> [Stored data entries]
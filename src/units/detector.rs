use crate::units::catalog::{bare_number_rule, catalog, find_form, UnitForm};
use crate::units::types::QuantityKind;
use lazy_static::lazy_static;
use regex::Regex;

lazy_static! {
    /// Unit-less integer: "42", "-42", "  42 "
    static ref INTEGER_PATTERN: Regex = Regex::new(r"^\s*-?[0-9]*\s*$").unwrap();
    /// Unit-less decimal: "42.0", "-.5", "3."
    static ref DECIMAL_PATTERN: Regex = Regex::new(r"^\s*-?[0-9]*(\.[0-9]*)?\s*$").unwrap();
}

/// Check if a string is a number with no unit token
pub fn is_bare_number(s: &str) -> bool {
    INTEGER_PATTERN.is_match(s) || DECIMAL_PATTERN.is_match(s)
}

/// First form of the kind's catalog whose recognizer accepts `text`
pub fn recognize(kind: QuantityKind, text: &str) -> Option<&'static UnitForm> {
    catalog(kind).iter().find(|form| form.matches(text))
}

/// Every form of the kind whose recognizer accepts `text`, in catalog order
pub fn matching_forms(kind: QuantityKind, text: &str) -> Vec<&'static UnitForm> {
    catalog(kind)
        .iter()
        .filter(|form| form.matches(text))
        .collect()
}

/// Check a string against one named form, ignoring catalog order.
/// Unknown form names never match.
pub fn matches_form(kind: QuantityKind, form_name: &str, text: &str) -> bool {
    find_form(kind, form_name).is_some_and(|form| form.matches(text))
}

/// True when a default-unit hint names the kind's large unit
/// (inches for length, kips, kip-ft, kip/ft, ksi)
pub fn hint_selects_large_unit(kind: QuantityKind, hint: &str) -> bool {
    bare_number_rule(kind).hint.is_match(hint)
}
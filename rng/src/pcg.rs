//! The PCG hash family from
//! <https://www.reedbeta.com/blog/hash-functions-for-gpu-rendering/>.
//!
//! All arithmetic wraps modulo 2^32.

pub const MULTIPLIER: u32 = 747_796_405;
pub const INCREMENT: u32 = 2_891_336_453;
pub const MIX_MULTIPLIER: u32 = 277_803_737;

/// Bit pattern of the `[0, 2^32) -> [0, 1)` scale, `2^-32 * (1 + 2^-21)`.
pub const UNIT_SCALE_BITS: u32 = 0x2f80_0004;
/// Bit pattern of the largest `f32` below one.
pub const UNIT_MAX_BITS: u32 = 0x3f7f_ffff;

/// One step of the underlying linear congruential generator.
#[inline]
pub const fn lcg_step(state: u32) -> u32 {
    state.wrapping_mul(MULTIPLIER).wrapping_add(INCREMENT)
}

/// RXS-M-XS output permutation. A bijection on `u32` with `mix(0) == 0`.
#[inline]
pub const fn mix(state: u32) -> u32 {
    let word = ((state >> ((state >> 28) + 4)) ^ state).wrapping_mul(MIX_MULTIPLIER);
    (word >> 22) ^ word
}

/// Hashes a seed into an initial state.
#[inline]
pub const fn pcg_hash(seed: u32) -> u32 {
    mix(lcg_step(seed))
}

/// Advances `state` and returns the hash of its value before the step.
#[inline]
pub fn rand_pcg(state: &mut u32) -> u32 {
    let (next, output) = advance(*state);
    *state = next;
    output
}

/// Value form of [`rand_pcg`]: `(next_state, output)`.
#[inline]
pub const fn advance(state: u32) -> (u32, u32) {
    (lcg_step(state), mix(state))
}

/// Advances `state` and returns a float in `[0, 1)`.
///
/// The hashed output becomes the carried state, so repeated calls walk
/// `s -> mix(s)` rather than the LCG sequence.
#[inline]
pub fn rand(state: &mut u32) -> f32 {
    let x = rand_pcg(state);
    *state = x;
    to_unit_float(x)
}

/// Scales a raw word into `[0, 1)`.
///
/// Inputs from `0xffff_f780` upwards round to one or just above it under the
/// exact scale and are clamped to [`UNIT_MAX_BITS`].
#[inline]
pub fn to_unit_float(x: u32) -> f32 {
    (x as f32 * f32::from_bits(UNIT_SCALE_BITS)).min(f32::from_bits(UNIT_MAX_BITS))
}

> [ABOUT THIS EXERCISE] For each line above that carries the word "units", copy it out.

> [TASK SOLUTION]
filename src/units/detector.rs
use crate::units::catalog::{bare_number_rule, catalog, find_form, UnitForm};
use crate::units::types::QuantityKind;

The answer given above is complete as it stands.